Channel Estimation for Intelligent Reflecting Surface Assisted Multiuser Communications
Zhaorui Wang, Liang Liu, Shuguang Cui
Abstract
In the intelligent reflecting surface (IRS) assisted communication systems, the acquisition of channel state information (CSI) is a crucial impediment for achieving the passive beamforming gain of IRS because of the considerable overhead required for channel estimation. Specifically, under the current beamforming design for IRS-assisted communications, KMN + KM channel coefficients should be estimated if the passive IRS cannot estimate its channels with the base station (BS) and users due to its lack of radio frequency (RF) chains, where K, N and M denote the numbers of users, reflecting elements of the IRS, and antennas at the BS, respectively. These numbers can be extremely large in practice considering the current trend of massive MIMO (multiple-input multiple-output), i.e., a large M, and massive connectivity, i.e., a large K. To accurately estimate such a large number of channel coefficients within a short time interval, we devote our endeavour in this paper to investigating the efficient pilot-based channel estimation method in IRS-assisted uplink communications.

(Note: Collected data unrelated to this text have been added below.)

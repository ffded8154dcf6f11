//! Application bootstrap and dependency wiring.
//!
//! This module contains the composition root - the single place where all
//! services are instantiated and wired together. Background loops are only
//! spawned by [`BootstrappedServices::start_background_tasks`], so a
//! bootstrapped set of services can be inspected before anything connects.

use std::sync::atomic::{AtomicBool, Ordering};
use std::sync::Arc;
use std::time::Duration;

use reqwest::Client;
use tokio::sync::mpsc;
use tokio_util::sync::CancellationToken;

use crate::chat::{
    ChatReplier, ChatSupervisor, CredentialStore, EventStreamClient, HelixClient, HelixReplier,
    Identity,
};
use crate::error::{TunequeueError, TunequeueResult};
use crate::events::{BroadcastHub, EventEmitter, HubEventBridge, LoggingEventEmitter};
use crate::player::{PlayerApi, PlayerClient, TelemetryStream};
use crate::protocol_constants::{
    CHAT_CHANNEL_CAPACITY, PLAYER_HTTP_TIMEOUT_SECS, TELEMETRY_CHANNEL_CAPACITY,
};
use crate::runtime::{TaskSpawner, TokioSpawner};
use crate::search::{PlayerSearchProvider, SearchProvider};
use crate::services::{
    CommandDispatcher, DispatcherServices, HistoryRecorder, JsonlHistory, NoopHistory,
    PlayerStateTracker, QueueMirror, QueueSynchronizer,
};
use crate::state::{Config, ConnectionState};

/// Container for all bootstrapped services.
///
/// This struct holds all the wired services created during bootstrap.
/// It's consumed by `AppState` to build the API state.
#[derive(Clone)]
pub struct BootstrappedServices {
    /// External player API (HTTP).
    pub player: Arc<dyn PlayerApi>,
    /// Authoritative view of what is playing.
    pub tracker: Arc<PlayerStateTracker>,
    /// Requests this process queued and believes are upcoming.
    pub mirror: Arc<QueueMirror>,
    /// Serialized insert/reorder pipeline.
    pub synchronizer: Arc<QueueSynchronizer>,
    /// Routes chat commands.
    pub dispatcher: Arc<CommandDispatcher>,
    /// Chat tokens and validated accounts.
    pub credentials: Arc<dyn CredentialStore>,
    /// Connection flags shared by every connection task.
    pub connection: Arc<ConnectionState>,
    /// Event bridge for emitting events to control-panel subscribers.
    pub event_bridge: Arc<HubEventBridge>,
    /// Task spawner for background operations.
    pub spawner: TokioSpawner,
    /// Cancellation token for graceful shutdown.
    pub cancel_token: CancellationToken,
    player_client: PlayerClient,
    helix: HelixClient,
    /// Shared HTTP client for connection pooling.
    http_client: Client,
    config: Config,
    started: Arc<AtomicBool>,
}

impl BootstrappedServices {
    /// Returns the shared HTTP client.
    pub fn http_client(&self) -> &Client {
        &self.http_client
    }

    /// The event bridge as a plain emitter.
    pub fn emitter(&self) -> Arc<dyn EventEmitter> {
        Arc::clone(&self.event_bridge) as Arc<dyn EventEmitter>
    }

    /// Spawns the telemetry stream, the tracker consumer, one chat
    /// supervisor per identity and the command dispatcher.
    ///
    /// Only the first call has an effect.
    pub fn start_background_tasks(&self) {
        if self.started.swap(true, Ordering::SeqCst) {
            log::warn!("[Bootstrap] Background tasks already started");
            return;
        }

        let (telemetry_tx, telemetry_rx) = mpsc::channel(TELEMETRY_CHANNEL_CAPACITY);
        let (chat_tx, chat_rx) = mpsc::channel(CHAT_CHANNEL_CAPACITY);

        let telemetry = TelemetryStream::new(
            self.player_client.telemetry_url(),
            self.config.player_reconnect_delay(),
            Arc::clone(&self.connection),
            self.emitter(),
        );
        self.spawner
            .spawn(telemetry.run(telemetry_tx, self.cancel_token.clone()));

        self.spawner.spawn(
            Arc::clone(&self.tracker).run(telemetry_rx, self.cancel_token.clone()),
        );

        for identity in [Identity::Main, Identity::Bot] {
            let supervisor = self.chat_supervisor(identity);
            self.spawner
                .spawn(supervisor.run(chat_tx.clone(), self.cancel_token.clone()));
        }
        drop(chat_tx);

        self.spawner.spawn(
            Arc::clone(&self.dispatcher).run(chat_rx, self.cancel_token.clone()),
        );

        log::info!("[Bootstrap] Background tasks started");
    }

    fn chat_supervisor(&self, identity: Identity) -> ChatSupervisor {
        let client = EventStreamClient::new(
            identity,
            self.helix.clone(),
            Arc::clone(&self.connection),
            self.emitter(),
        );
        ChatSupervisor::new(
            client,
            self.helix.clone(),
            Arc::clone(&self.credentials),
            self.emitter(),
            self.config.reward_id.clone(),
            self.config.chat_reconnect_delay(),
        )
    }

    /// Initiates graceful shutdown of all services.
    pub async fn shutdown(&self) {
        log::info!("[Bootstrap] Beginning graceful shutdown...");

        // Signal cancellation to all background tasks
        self.cancel_token.cancel();

        let closed = self.event_bridge.hub().close_all();
        log::info!("[Bootstrap] Closed {} control-panel connection(s)", closed);

        log::info!("[Bootstrap] Shutdown complete");
    }
}

/// Creates the shared HTTP client for player and chat API calls.
fn create_http_client() -> TunequeueResult<Client> {
    Client::builder()
        .timeout(Duration::from_secs(PLAYER_HTTP_TIMEOUT_SECS))
        .build()
        .map_err(|e| TunequeueError::Internal(format!("Failed to create HTTP client: {}", e)))
}

/// Bootstraps all application services with their dependencies.
///
/// Services are created in dependency order:
///
/// 1. Shared infrastructure (HTTP client, hub, cancellation token)
/// 2. Player client, queue mirror and state tracker
/// 3. Chat API client and replier
/// 4. Queue synchronizer (depends on player, tracker, mirror, replier)
/// 5. Command dispatcher (depends on all of the above)
///
/// Must be called from within a Tokio runtime.
///
/// # Errors
///
/// Returns [`TunequeueError::Configuration`] for an invalid `config`.
pub fn bootstrap_services(
    config: &Config,
    credentials: Arc<dyn CredentialStore>,
) -> TunequeueResult<BootstrappedServices> {
    config.validate().map_err(TunequeueError::Configuration)?;

    let spawner = TokioSpawner::current();
    let http_client = create_http_client()?;
    let cancel_token = CancellationToken::new();

    let hub = Arc::new(BroadcastHub::new(config.subscriber_buffer));
    let event_bridge = Arc::new(HubEventBridge::new(hub));
    if log::log_enabled!(log::Level::Trace) {
        event_bridge.set_external_emitter(Arc::new(LoggingEventEmitter));
    }
    let emitter = Arc::clone(&event_bridge) as Arc<dyn EventEmitter>;
    let connection = Arc::new(ConnectionState::new());

    let player_client = PlayerClient::new(http_client.clone(), config.player_host.clone());
    let player: Arc<dyn PlayerApi> = Arc::new(player_client.clone());

    let mirror = Arc::new(QueueMirror::new(Arc::clone(&emitter)));
    let tracker = Arc::new(PlayerStateTracker::new(
        Arc::clone(&mirror),
        Arc::clone(&emitter),
    ));

    let helix = HelixClient::new(http_client.clone(), config.client_id.clone());
    let replier: Arc<dyn ChatReplier> =
        Arc::new(HelixReplier::new(helix.clone(), Arc::clone(&credentials)));

    let history: Arc<dyn HistoryRecorder> = match &config.data_dir {
        Some(dir) => {
            let history = JsonlHistory::in_dir(dir);
            log::info!("[Bootstrap] Request history: {}", history.path().display());
            Arc::new(history)
        }
        None => {
            log::info!("[Bootstrap] No data directory configured - request history disabled");
            Arc::new(NoopHistory)
        }
    };

    let synchronizer = Arc::new(
        QueueSynchronizer::new(
            Arc::clone(&player),
            Arc::clone(&tracker),
            Arc::clone(&mirror),
            Arc::clone(&replier),
            history,
            spawner.clone(),
            config.sync.clone(),
        )
        .with_cancel_token(cancel_token.clone()),
    );

    let search: Arc<dyn SearchProvider> = Arc::new(PlayerSearchProvider::new(
        player_client.clone(),
        config.min_song_duration_secs,
        config.max_song_duration_secs,
    ));

    let dispatcher = Arc::new(CommandDispatcher::new(
        DispatcherServices {
            player: Arc::clone(&player),
            tracker: Arc::clone(&tracker),
            search,
            synchronizer: Arc::clone(&synchronizer),
            replier,
            connection: Arc::clone(&connection),
            emitter,
            spawner: spawner.clone(),
        },
        config,
    ));

    Ok(BootstrappedServices {
        player,
        tracker,
        mirror,
        synchronizer,
        dispatcher,
        credentials,
        connection,
        event_bridge,
        spawner,
        cancel_token,
        player_client,
        helix,
        http_client,
        config: config.clone(),
        started: Arc::new(AtomicBool::new(false)),
    })
}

Building upon the observation that each IRS element reflects the signals from all the users to the BS via the same channel, we analytically verify that a time duration consisting of K+N+max(K-1, [(K-1)N/M)] pilot symbols is sufficient for the BS to perfectly recover all the KMN + KM channel coefficients for the case without receiver noise. In contrast to the conventional uplink communications without IRS in which the minimum pilot sequence length is independent with the number of receive antennas, our study reveals the significant role of massive MIMO in reducing the channel training time for IRS-assisted communications.